Redundancy is one of the most common issues faced in template management. Often so many templates have been created over time that companies simply ignore whatever duplicates are lingering. Sometimes it’s hard to know which version of the template is the most updated, and which needs to be deleted. Using folders to group similar templates or categories of templates give you the ability to distinguish latest versions from dated ones, duplicates from similar ones, and organize them accordingly.
An all-in-one platform lets you update the branding for the entirety of your template library through a master template. The idea here is to give you no need to parse, so the old branding isn’t mixed in with the new. From one place, change the colors, logos, and letters – even formatting details – of everything you send out. That’s the icing on the cake when it comes to delivering a unified company message, ensuring your brand is one thing and not fifty different things.

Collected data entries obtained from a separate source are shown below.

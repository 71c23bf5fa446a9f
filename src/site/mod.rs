//! Page classification, album parsing and per-item link resolution.
//!
//! Two page layouts are supported and each gets its own strategy module:
//! Bunkr ([`bunkr`]) and Cyberdrop ([`cyberdrop`]). The layout is decided
//! once from the page `<title>`; everything after that dispatches through
//! [`PageLayout`].

pub mod bunkr;
pub mod cyberdrop;
pub mod error;

use chrono::Local;
use scraper::{Html, Selector};

use crate::download::paths;
use crate::http::{HttpClient, NetworkError};

pub use error::ResolveError;

#[derive(Debug, Clone, Copy, PartialEq, Eq)]
pub enum PageLayout {
    /// Bunkr: per-item pages that need an API call and decryption.
    Bunkr,
    /// Cyberdrop: per-item JSON API with plain direct links.
    Cyberdrop,
}

impl PageLayout {
    /// Classify a parsed document by its `<title>`.
    fn classify(doc: &Html) -> Self {
        let title = Selector::parse("title").expect("valid selector");
        let is_bunkr = doc
            .select(&title)
            .next()
            .map(|t| t.text().collect::<String>().contains(bunkr::TITLE_MARKER))
            .unwrap_or(false);
        if is_bunkr {
            PageLayout::Bunkr
        } else {
            PageLayout::Cyberdrop
        }
    }

    /// Only the primary site declares reliable content lengths, so only its
    /// downloads are size-checked.
    pub fn is_primary(self) -> bool {
        self == PageLayout::Bunkr
    }

    pub fn as_str(self) -> &'static str {
        match self {
            PageLayout::Bunkr => "bunkr",
            PageLayout::Cyberdrop => "cyberdrop",
        }
    }

    /// Turn an item reference into a direct download link.
    pub async fn resolve(
        self,
        client: &dyn HttpClient,
        item: &ItemRef,
    ) -> Result<ResolvedItem, ResolveError> {
        match self {
            PageLayout::Bunkr => bunkr::resolve(client, item).await,
            PageLayout::Cyberdrop => cyberdrop::resolve(client, item).await,
        }
    }
}

/// One media entry of an album before its direct URL is known.
#[derive(Debug, Clone, PartialEq, Eq)]
pub struct ItemRef {
    pub raw_url: String,
    pub declared_name: Option<String>,
    /// `-1` when unknown.
    pub declared_size: i64,
}

impl ItemRef {
    pub fn new(raw_url: impl Into<String>) -> Self {
        Self {
            raw_url: raw_url.into(),
            declared_name: None,
            declared_size: -1,
        }
    }
}

/// A direct link plus the local file name and extension derived from it.
#[derive(Debug, Clone, PartialEq, Eq)]
pub struct ResolvedItem {
    pub direct_url: String,
    pub file_name: String,
    /// Without the leading dot, as it appears in the URL.
    pub extension: String,
    pub declared_size: i64,
}

impl ResolvedItem {
    pub fn new(direct_url: String, declared_name: Option<&str>, declared_size: i64) -> Self {
        let (_, extension) = paths::url_file_parts(&direct_url);
        let file_name = paths::item_file_name(&direct_url, declared_name);
        Self {
            direct_url,
            file_name,
            extension,
            declared_size,
        }
    }
}

/// Result of parsing an album or file page.
#[derive(Debug, Clone)]
pub struct ParsedPage {
    pub layout: PageLayout,
    pub album_name: String,
    pub items: Vec<ItemRef>,
    /// The page itself is a single-file page; `items` holds just the page URL.
    pub direct: bool,
}

/// Parse page markup. Pure: no network access.
pub fn parse_page(html: &[u8], page_url: &str) -> ParsedPage {
    let doc = Html::parse_document(&String::from_utf8_lossy(html));
    let layout = PageLayout::classify(&doc);

    match layout {
        PageLayout::Bunkr => {
            let direct = bunkr::is_direct_item_page(&doc);
            let album_name = bunkr::album_name(&doc, direct);
            let items = if direct {
                vec![ItemRef::new(page_url)]
            } else {
                bunkr::item_refs(&doc)
            };
            ParsedPage {
                layout,
                album_name,
                items,
                direct,
            }
        }
        PageLayout::Cyberdrop => ParsedPage {
            layout,
            album_name: cyberdrop::album_name(&doc),
            items: cyberdrop::item_refs(&doc),
            direct: false,
        },
    }
}

/// Album entry: either already resolved (direct file pages) or still a
/// reference that needs [`PageLayout::resolve`].
#[derive(Debug, Clone)]
pub enum AlbumEntry {
    Resolved(ResolvedItem),
    Pending(ItemRef),
}

#[derive(Debug, Clone)]
pub struct Album {
    pub layout: PageLayout,
    pub name: String,
    pub entries: Vec<AlbumEntry>,
}

/// Fetch and parse a page. A single-file page is resolved right away, while
/// its timestamped envelope is fresh; if that fails the album comes back
/// empty.
pub async fn load_album(client: &dyn HttpClient, page_url: &str) -> Result<Album, NetworkError> {
    let html = client.get_text(page_url, &[], None).await?;
    let page = parse_page(&html, page_url);
    tracing::debug!(
        layout = page.layout.as_str(),
        direct = page.direct,
        items = page.items.len(),
        "Parsed page"
    );

    let entries = if page.direct {
        let mut entries = Vec::with_capacity(1);
        for item in &page.items {
            match page.layout.resolve(client, item).await {
                Ok(resolved) => entries.push(AlbumEntry::Resolved(resolved)),
                Err(e) => tracing::warn!("Failed to get download URL for direct link: {}", e),
            }
        }
        entries
    } else {
        page.items.into_iter().map(AlbumEntry::Pending).collect()
    };

    Ok(Album {
        layout: page.layout,
        name: page.album_name,
        entries,
    })
}

/// `<prefix>_<local timestamp>`, used when a page has no usable title.
pub(crate) fn generated_name(prefix: &str) -> String {
    format!("{}_{}", prefix, Local::now().format("%Y-%m-%d_%H-%M-%S"))
}

/// Text of the first element matching `selector`, trimmed and stripped of
/// characters that cannot appear in a directory name. Blank, `.` and `..`
/// headings count as missing.
pub(crate) fn heading_text(doc: &Html, selector: &str) -> Option<String> {
    let selector = Selector::parse(selector).ok()?;
    let element = doc.select(&selector).next()?;
    let text = element.text().collect::<String>();
    let name = paths::remove_illegal_chars(text.trim());
    if paths::is_unsafe_component(&name) {
        None
    } else {
        Some(name)
    }
}

/// Prefix site-relative links with `base`; absolute links pass through.
pub(crate) fn absolute_url(base: &str, url: &str) -> String {
    if url.contains("https://") || url.contains("http://") {
        url.to_string()
    } else if url.starts_with('/') {
        format!("{base}{url}")
    } else {
        format!("{base}/{url}")
    }
}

Customer information and preferences change with time, so while you want a master template that allows for uniform edits throughout your communications, you also want the option for communications that are highly responsive to change on an individual basis. Functions can be added to interactive documents to track customer information, so users can adjust certain elements at moment’s notice.
Try implementing these best practices and see if that doesn’t cut down on your template headache. Implementing an all-in-one Customer Communications Management solution, such as the Ecrion Omni System (EOS), can help you shortcut your way to a clean, organized customer communications system. Let us know how we can help! Contact us at 866-418-3838 or by emailing firstname.lastname@example.org.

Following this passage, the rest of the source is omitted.